The Atrahasis Epic tells us (along with Eridu Genesis and the Epic of Gilgamesh) that the humans were going about their divinely assigned work, but were doing it too loudly. And because the noise was so annoying, the gods decided to kill all the humans with a flood. I’m a dad, so I can relate to what the gods were feeling and chuckle at memes about hearing yourself think. But the ancient myth meant business. So one of the gods—at great personal risk—lets the human Atrahasis in on the gods’ plan to kill everyone. Atrahasis, like Noah, builds an ark and so survives the flood.
The gods realize they’ve made a mistake when their food runs out (because all the humans are dead), but they learn that Atrahasis has survived and so they let him live and establish a few precautions—such as a demon to “snatch the baby from the lap who bore it”—to make sure the world doesn’t get too noisy again.¹
So, the human race survives, life on earth continues, and the gods remain sated by the sacrifices humans bring. All’s well that ends well, I suppose, but there’s a darker part of these ancient Near Eastern narratives—the part that I relate to because I grew up with a similarly capricious authority in my life.

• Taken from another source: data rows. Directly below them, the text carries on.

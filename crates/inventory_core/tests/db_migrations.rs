use inventory_core::db::migrations::latest_version;
use inventory_core::db::{open_db, open_db_in_memory, open_location, DbError, DbLocation};
use rusqlite::Connection;

#[test]
fn open_db_in_memory_applies_all_migrations() {
    let conn = open_db_in_memory().unwrap();

    assert_eq!(schema_version(&conn), latest_version());
    assert_table_exists(&conn, "fruits");
}

#[test]
fn in_memory_databases_are_independent() {
    let first = open_db_in_memory().unwrap();
    first
        .execute("INSERT INTO fruits (name, quantity) VALUES ('Apple', 1);", [])
        .unwrap();

    let second = open_db_in_memory().unwrap();
    assert_eq!(fruit_count(&second), 0);
}

#[test]
fn opening_same_database_twice_keeps_data() {
    let dir = tempfile::tempdir().unwrap();
    let path = dir.path().join("inventory.sqlite3");

    let conn_first = open_db(&path).unwrap();
    conn_first
        .execute("INSERT INTO fruits (name, quantity) VALUES ('Apple', 1);", [])
        .unwrap();
    drop(conn_first);

    let conn_second = open_location(&DbLocation::File(path)).unwrap();
    assert_eq!(schema_version(&conn_second), latest_version());
    assert_eq!(fruit_count(&conn_second), 1);
}

#[test]
fn created_at_defaults_to_rfc3339_utc() {
    let conn = open_db_in_memory().unwrap();
    conn.execute("INSERT INTO fruits (name, quantity) VALUES ('Apple', 1);", [])
        .unwrap();

    let created_at: String = conn
        .query_row("SELECT created_at FROM fruits LIMIT 1;", [], |row| row.get(0))
        .unwrap();
    assert!(created_at.ends_with('Z'));
    assert!(chrono::DateTime::parse_from_rfc3339(&created_at).is_ok());
}

#[test]
fn opening_database_with_newer_schema_version_returns_error() {
    let dir = tempfile::tempdir().unwrap();
    let path = dir.path().join("future.sqlite3");

    let conn = Connection::open(&path).unwrap();
    conn.execute_batch("PRAGMA user_version = 999;").unwrap();
    drop(conn);

    let err = open_db(&path).unwrap_err();
    match err {
        DbError::UnsupportedSchemaVersion {
            db_version,
            latest_supported,
        } => {
            assert_eq!(db_version, 999);
            assert_eq!(latest_supported, latest_version());
        }
        other => panic!("unexpected error: {other}"),
    }
}

#[test]
fn conflicting_legacy_index_fails_migration_without_bumping_version() {
    let dir = tempfile::tempdir().unwrap();
    let path = dir.path().join("legacy.sqlite3");

    let conn = Connection::open(&path).unwrap();
    conn.execute_batch(
        "CREATE TABLE legacy (label TEXT);
         CREATE INDEX fruits ON legacy (label);",
    )
    .unwrap();
    drop(conn);

    let err = open_db(&path).unwrap_err();
    assert!(matches!(err, DbError::MigrationFailed { version: 1, .. }));

    let conn = Connection::open(&path).unwrap();
    assert_eq!(schema_version(&conn), 0);
}

fn schema_version(conn: &Connection) -> u32 {
    conn.query_row("PRAGMA user_version;", [], |row| row.get(0))
        .unwrap()
}

fn fruit_count(conn: &Connection) -> i64 {
    conn.query_row("SELECT COUNT(*) FROM fruits;", [], |row| row.get(0))
        .unwrap()
}

fn assert_table_exists(conn: &Connection, table_name: &str) {
    let exists: i64 = conn
        .query_row(
            "SELECT EXISTS(
                SELECT 1
                FROM sqlite_master
                WHERE type = 'table' AND name = ?1
            );",
            [table_name],
            |row| row.get(0),
        )
        .unwrap();
    assert_eq!(exists, 1, "table {table_name} does not exist");
}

The humans didn’t know until it was too late that their noisiness endangered their lives.
The people in the ancient stories of creation and deluge thought they were doing what the gods wanted—digging out irrigation canals and delivering a steady supply of animal sacrifices for the gods to gorge themselves. Death lurked just around the corner, though, because the gods couldn’t hear themselves think.
Against its ancient Near Eastern cultural context, Genesis paints a stunning picture of Yahweh, the true God.
The beauty of the Genesis flood account, when viewed next to these ancient Near Eastern stories, is twofold. First, God himself—the only God in Genesis—orchestrated both the judgment and the rescue. It was no trick of a lesser god that rescued humanity and Noah didn’t have to sneak around to build his boat and escape God’s wrath. No, God demonstrated grace and mercy to Noah in personally warning him of the coming judgment. And God’s will was not subverted by any other being—he alone is Lord over all.
Second, the kids actually aren’t too loud. In Genesis God plainly tells humans what he requires from them (a theme we’ll see throughout the Old Testament). There are no guessing games with God, no caprice, no uncertainty over what he allows and doesn’t allow. God speaks plainly, coherently, and for people’s best interest. God doesn’t appoint the flood because he is annoyed with humans or because they are doing something they didn’t know was wrong. No, God destroyed the world because he “saw that human wickedness was widespread on the earth and that every inclination of the human mind was nothing but evil all the time” (Gen 6:5 CSB).
The great flood is still a difficult story to read at times—and it certainly has no place in children’s nurseries!—but set against its ancient Near Eastern cultural context, Genesis paints a stunning picture of Yahweh, the true God. Yahweh is trustworthy. Yahweh communicates clearly and consistently. Yahweh is sovereign. Yahweh is just. Yahweh is merciful. As I’ve struggled to navigate a world that I learned was full of obscured trip wires and land mines, what a gift it has been to get to know Yahweh: the God who remains steady, unchanging, and clearly tells people what he requires from us (and it’s not sacrifices to keep his belly full).